■ What is required: Starting at the first line of the data below, repeat each line word for word up to and including the line with "the currency's exponent.".
# # #
use thiserror::Error;

use super::Currency;

/// Money is stored as a signed integer count of the currency's smallest unit.
/// For USD/EUR 1 unit = 100 minor units, so $50.00 = 5000. JPY has no minor unit.
pub type MinorUnits = i64;

/// Format minor units as a decimal string using the currency's exponent.
/// Example: (5000, USD) -> "50.00", (-1234, EUR) -> "-12.34", (500, JPY) -> "500"
pub fn format_amount(amount: MinorUnits, currency: Currency) -> String {
    let digits = currency.minor_digits();
    if digits == 0 {
        return amount.to_string();
    }

    let scale = 10_i64.pow(digits);
    let sign = if amount < 0 { "-" } else { "" };
    let abs = amount.unsigned_abs();
    let units = abs / scale as u64;
    let remainder = abs % scale as u64;
    format!(
        "{}{}.{:0width$}",
        sign,
        units,
        remainder,
        width = digits as usize
    )
}

/// Parse a decimal string into minor units of `currency`.
/// Extra fractional digits are truncated: "100.999" USD -> 10099.
pub fn parse_amount(input: &str, currency: Currency) -> Result<MinorUnits, ParseAmountError> {
    let input = input.trim();
    let (negative, body) = match input.strip_prefix('-') {
        Some(rest) => (true, rest),
        None => (false, input),
    };
    if body.is_empty() {
        return Err(ParseAmountError::InvalidFormat(input.to_string()));
    }

    let digits = currency.minor_digits();
    let scale = 10_i64.pow(digits);

    let (units_str, fraction_str) = match body.split_once('.') {
        Some((units, fraction)) => (units, fraction),
        None => (body, ""),
    };
    if fraction_str.contains('.') || (units_str.is_empty() && fraction_str.is_empty()) {
        return Err(ParseAmountError::InvalidFormat(input.to_string()));
    }
    if digits == 0 && !fraction_str.is_empty() {
        return Err(ParseAmountError::FractionNotAllowed(currency));
    }

    let units: i64 = if units_str.is_empty() {
        0
    } else {
        parse_digits(units_str, input)?
    };

    let mut fraction = String::from(fraction_str);
    fraction.truncate(digits as usize);
    while fraction.len() < digits as usize {
        fraction.push('0');
    }
    let minor: i64 = if fraction.is_empty() {
        0
    } else {
        parse_digits(&fraction, input)?
    };

    let total = units
        .checked_mul(scale)
        .and_then(|v| v.checked_add(minor))
        .ok_or_else(|| ParseAmountError::Overflow(input.to_string()))?;

    Ok(if negative { -total } else { total })
}

fn parse_digits(digits: &str, input: &str) -> Result<i64, ParseAmountError> {
    if !digits.bytes().all(|b| b.is_ascii_digit()) {
        return Err(ParseAmountError::InvalidFormat(input.to_string()));
    }
    digits
        .parse()
        .map_err(|_| ParseAmountError::Overflow(input.to_string()))
}

#[derive(Debug, Clone, PartialEq, Eq, Error)]
pub enum ParseAmountError {
    #[error("invalid money format: '{0}'")]
    InvalidFormat(String),

    #[error("{0} amounts cannot have a fractional part")]
    FractionNotAllowed(Currency),

    #[error("amount out of range: '{0}'")]
    Overflow(String),
}
fn parse_major(amount: &str, currency: Currency) -> Result<MinorUnits> {
    parse_amount(amount, currency)
        .with_context(|| format!("Invalid amount '{}' for {}", amount, currency))
}

async fn run_account_command(service: &LedgerService, cmd: AccountCommands) -> Result<()> {
    match cmd {
        AccountCommands::Create {
            owner,
            currency,
            balance,
        } => {
            let code = parse_currency(&currency)?;
            let opening = balance
                .map(|b| parse_major(&b, code))
                .transpose()?
                .unwrap_or(0);

            let account = service.open_account(owner, code.as_str(), opening).await?;
            println!(
                "Created account {} for {} ({} {})",
                account.id,
                account.owner,
                format_amount(account.balance, account.currency),
                account.currency
            );
        }

        AccountCommands::List {
            owner,
            limit,
            offset,
        } => {
            let accounts = service
                .list_accounts(ListAccountsParams {
                    owner,
                    limit,
                    offset,
                })
                .await?;

            if accounts.is_empty() {
                println!("No accounts found.");
            } else {
                println!("{:<8} {:<20} {:>14} {:<8}", "ID", "OWNER", "BALANCE", "CURRENCY");
                println!("{}", "-".repeat(53));
                for account in accounts {
                    println!(
                        "{:<8} {:<20} {:>14} {:<8}",
                        account.id,
                        truncate(&account.owner, 20),
                        format_amount(account.balance, account.currency),
                        account.currency
                    );
                }
            }
        }

        AccountCommands::Show { id } => {
            let info = service.get_account_info(id).await?;
            let account = &info.account;

            println!("Account: {}", account.id);
            println!("  Owner:          {}", account.owner);
            println!("  Currency:       {}", account.currency);
            println!(
                "  Balance:        {}",
                format_amount(account.balance, account.currency)
            );
            println!(
                "  Created:        {}",
                account.created_at.format("%Y-%m-%d %H:%M:%S")
            );
            println!();
            println!("  Entries:        {}", info.entries.len());
            println!(
                "  Entry total:    {}",
                format_amount(info.entry_total, account.currency)
            );
            println!("  Transfers out:  {}", info.outgoing_count);
            println!("  Transfers in:   {}", info.incoming_count);
            if info.entry_total != account.balance {
                println!("  WARNING: balance does not match entry total");
            }
        }
    }
    Ok(())
}
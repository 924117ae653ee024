use tracing_subscriber::EnvFilter;

use crate::config::LogConfig;

/// Initialize tracing for the process. Logs go to stderr so command output on
/// stdout stays clean.
///
/// `RUST_LOG` takes precedence over the configured level. Safe to call more
/// than once; later calls are no-ops.
pub fn init_logging(config: &LogConfig) {
    let filter = EnvFilter::try_from_default_env()
        .unwrap_or_else(|_| EnvFilter::new(&config.log_level));

    let builder = tracing_subscriber::fmt()
        .with_env_filter(filter)
        .with_writer(std::io::stderr)
        .with_target(false);

    let _ = if config.log_json {
        builder.json().try_init()
    } else {
        builder.with_ansi(true).try_init()
    };
}
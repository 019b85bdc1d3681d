use crate::error::ReportError;
use crate::recommendations::PerformanceBadge;
use crate::types::{InventoryItem, ReportType, ServiceCounts, ServiceKind, StatsData, UserTypeData};
use crate::util::{format_percent, format_rate};
use chrono::NaiveDateTime;

/// Renders one `=== TITLE ===` block: header row plus data rows.
///
/// Quoting is left to `csv::Writer`, so any field with a comma, quote or
/// newline is wrapped and stays a single column.
fn section<I>(title: &str, header: &[&str], rows: I) -> Result<String, ReportError>
where
    I: IntoIterator<Item = Vec<String>>,
{
    let mut wtr = csv::WriterBuilder::new()
        .terminator(csv::Terminator::Any(b'\n'))
        .from_writer(Vec::new());
    wtr.write_record(header)?;
    for row in rows {
        debug_assert_eq!(row.len(), header.len(), "row width in section {title}");
        wtr.write_record(&row)?;
    }
    let bytes = wtr.into_inner().map_err(|e| ReportError::Io(e.into_error()))?;
    let body = String::from_utf8(bytes).map_err(|e| ReportError::Generation(e.to_string()))?;
    Ok(format!("=== {} ===\n{}", title, body))
}

fn overview_row(label: &str, s: &ServiceCounts) -> Vec<String> {
    vec![
        label.to_string(),
        s.total.to_string(),
        s.completed.to_string(),
        s.pending.to_string(),
        s.rejected.to_string(),
        format_percent(s.completed, s.total),
    ]
}

fn inventory_rows(items: &[InventoryItem]) -> impl Iterator<Item = Vec<String>> + '_ {
    items.iter().map(|item| {
        vec![
            item.name.clone(),
            item.category.clone().unwrap_or_default(),
            item.quantity_used.to_string(),
            item.unit.clone().unwrap_or_default(),
            item.appointments.to_string(),
        ]
    })
}

const INVENTORY_HEADER: [&str; 5] = ["Item", "Category", "Quantity Used", "Unit", "Appointments"];

/// Builds the full CSV export. Pure: the same inputs always give the same text.
pub fn build_csv_report(
    stats: &StatsData,
    user_types: &[UserTypeData],
    report_type: ReportType,
    generated_at: NaiveDateTime,
) -> Result<String, ReportError> {
    let mut sections = Vec::new();

    let mut overview: Vec<Vec<String>> = ServiceKind::ALL
        .iter()
        .map(|kind| overview_row(kind.label(), stats.service(*kind)))
        .collect();
    overview.push(overview_row("Overall", &stats.combined()));
    sections.push(section(
        "OVERVIEW",
        &["Service", "Total", "Completed", "Pending", "Rejected", "Completion Rate"],
        overview,
    )?);

    let breakdown = user_types.iter().enumerate().map(|(idx, u)| {
        vec![
            (idx + 1).to_string(),
            u.user_type.clone(),
            u.medical.total.to_string(),
            u.medical.completed.to_string(),
            u.dental.total.to_string(),
            u.dental.completed.to_string(),
            u.certificates.total.to_string(),
            u.certificates.completed.to_string(),
            u.total_transactions.to_string(),
            u.completed_transactions.to_string(),
            format!("{}%", format_rate(u.completed_transactions, u.total_transactions)),
            PerformanceBadge::from_rate(u.completion_rate()).label().to_string(),
            if u.is_enabled() { "Yes" } else { "No" }.to_string(),
            u.required_field_count().to_string(),
        ]
    });
    sections.push(section(
        "USER TYPE BREAKDOWN",
        &[
            "Rank",
            "User Type",
            "Medical Total",
            "Medical Completed",
            "Dental Total",
            "Dental Completed",
            "Certificates Total",
            "Certificates Completed",
            "Total Transactions",
            "Completed Transactions",
            "Completion Rate",
            "Performance",
            "Enabled",
            "Required Fields",
        ],
        breakdown,
    )?);

    if !stats.monthly_trends.is_empty() {
        let trends = stats.monthly_trends.iter().map(|t| {
            vec![
                t.month.clone(),
                t.medical.to_string(),
                t.dental.to_string(),
                t.certificates.to_string(),
                t.total().to_string(),
            ]
        });
        sections.push(section(
            "MONTHLY TRENDS",
            &["Month", "Medical", "Dental", "Certificates", "Total"],
            trends,
        )?);
    }

    if !stats.medical_inventory.is_empty() {
        sections.push(section(
            "MEDICAL INVENTORY",
            &INVENTORY_HEADER,
            inventory_rows(&stats.medical_inventory),
        )?);
    }
    if !stats.dental_inventory.is_empty() {
        sections.push(section(
            "DENTAL INVENTORY",
            &INVENTORY_HEADER,
            inventory_rows(&stats.dental_inventory),
        )?);
    }

    let metadata = vec![
        vec!["Report".to_string(), "WMSU Health Services Report".to_string()],
        vec!["Report Type".to_string(), report_type.title().to_string()],
        vec!["Generated At".to_string(), generated_at.format("%Y-%m-%d %H:%M:%S").to_string()],
        vec!["User Types".to_string(), user_types.len().to_string()],
        vec!["Total Services".to_string(), stats.combined().total.to_string()],
    ];
    sections.push(section("REPORT METADATA", &["Field", "Value"], metadata)?);

    Ok(sections.join("\n"))
}

#[cfg(test)]
mod tests {
    use super::*;
    use chrono::NaiveDate;

    fn at() -> NaiveDateTime {
        NaiveDate::from_ymd_opt(2026, 5, 4).unwrap().and_hms_opt(9, 30, 0).unwrap()
    }

    fn sample_stats() -> StatsData {
        StatsData {
            medical: ServiceCounts::new(0, 0, 0, 0),
            dental: ServiceCounts::new(20, 15, 4, 1),
            certificates: ServiceCounts::new(10, 10, 0, 0),
            monthly_trends: vec![crate::types::MonthlyTrend {
                month: "Aug".into(),
                medical: 3,
                dental: 4,
                certificates: 5,
            }],
            medical_inventory: vec![InventoryItem {
                name: "Gauze, sterile".into(),
                category: Some("Consumable".into()),
                quantity_used: 12,
                unit: Some("pack".into()),
                appointments: 6,
            }],
            dental_inventory: vec![],
        }
    }

    fn users() -> Vec<UserTypeData> {
        vec![
            UserTypeData {
                user_type: "College".into(),
                total_transactions: 50,
                completed_transactions: 40,
                ..Default::default()
            },
            UserTypeData {
                user_type: "Employee, Non-Teaching".into(),
                ..Default::default()
            },
        ]
    }

    /// Splits the export back into (title, records) pairs.
    fn parse_sections(out: &str) -> Vec<(String, Vec<csv::StringRecord>)> {
        out.split("\n\n")
            .map(|block| {
                let (title_line, body) = block.split_once('\n').unwrap();
                let mut rdr = csv::ReaderBuilder::new().has_headers(false).from_reader(body.as_bytes());
                let records = rdr.records().map(|r| r.unwrap()).collect();
                (title_line.to_string(), records)
            })
            .collect()
    }

    #[test]
    fn sections_appear_in_order() {
        let out = build_csv_report(&sample_stats(), &users(), ReportType::Monthly, at()).unwrap();
        let titles: Vec<String> = parse_sections(&out).into_iter().map(|(t, _)| t).collect();
        assert_eq!(
            titles,
            vec![
                "=== OVERVIEW ===",
                "=== USER TYPE BREAKDOWN ===",
                "=== MONTHLY TRENDS ===",
                "=== MEDICAL INVENTORY ===",
                "=== REPORT METADATA ===",
            ]
        );
    }

    #[test]
    fn every_row_matches_its_header_width() {
        let out = build_csv_report(&sample_stats(), &users(), ReportType::Weekly, at()).unwrap();
        for (title, records) in parse_sections(&out) {
            let width = records[0].len();
            assert!(records.iter().all(|r| r.len() == width), "{title}");
        }
    }

    #[test]
    fn comma_fields_are_quoted() {
        let out = build_csv_report(&sample_stats(), &users(), ReportType::Monthly, at()).unwrap();
        assert!(out.contains("\"Gauze, sterile\",Consumable,12,pack,6"));
        assert!(out.contains("2,\"Employee, Non-Teaching\","));
        let inventory = parse_sections(&out)
            .into_iter()
            .find(|(t, _)| t == "=== MEDICAL INVENTORY ===")
            .unwrap()
            .1;
        assert_eq!(&inventory[1][0], "Gauze, sterile");
        assert_eq!(inventory[1].len(), 5);
    }

    #[test]
    fn zero_totals_render_as_zero_percent() {
        let out = build_csv_report(&sample_stats(), &users(), ReportType::Monthly, at()).unwrap();
        assert!(out.contains("Medical,0,0,0,0,0%\n"));
        assert!(out.contains("Dental,20,15,4,1,75.0%\n"));
        assert!(out.contains("Overall,30,25,4,1,83.3%\n"));
        assert!(!out.contains("NaN"));
        assert!(out.contains("1,College,0,0,0,0,0,0,50,40,80.0%,Excellent,Yes,0\n"));
    }

    #[test]
    fn optional_sections_are_skipped() {
        let out = build_csv_report(&StatsData::default(), &[], ReportType::Yearly, at()).unwrap();
        assert!(!out.contains("MONTHLY TRENDS"));
        assert!(!out.contains("INVENTORY"));
        assert!(out.contains("Report Type,Yearly\n"));
        assert!(out.contains("Generated At,2026-05-04 09:30:00\n"));
    }

    #[test]
    fn huge_counts_saturate_in_overall_and_trend_rows() {
        let mut stats = sample_stats();
        stats.medical = ServiceCounts::new(u64::MAX, 0, 0, 0);
        stats.dental = ServiceCounts::new(1, 1, 0, 0);
        stats.monthly_trends[0].medical = u64::MAX;
        let out = build_csv_report(&stats, &users(), ReportType::Monthly, at()).unwrap();
        let max = u64::MAX.to_string();
        assert!(out.contains(&format!("Overall,{max},")));
        assert!(out.contains(&format!("Aug,{max},4,5,{max}\n")));
    }

    #[test]
    fn output_is_deterministic() {
        let a = build_csv_report(&sample_stats(), &users(), ReportType::Monthly, at()).unwrap();
        let b = build_csv_report(&sample_stats(), &users(), ReportType::Monthly, at()).unwrap();
        assert_eq!(a, b);
    }
}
# # #
■ Result:
use thiserror::Error;

use super::Currency;

/// Money is stored as a signed integer count of the currency's smallest unit.
/// For USD/EUR 1 unit = 100 minor units, so $50.00 = 5000. JPY has no minor unit.
pub type MinorUnits = i64;

/// Format minor units as a decimal string using the currency's exponent.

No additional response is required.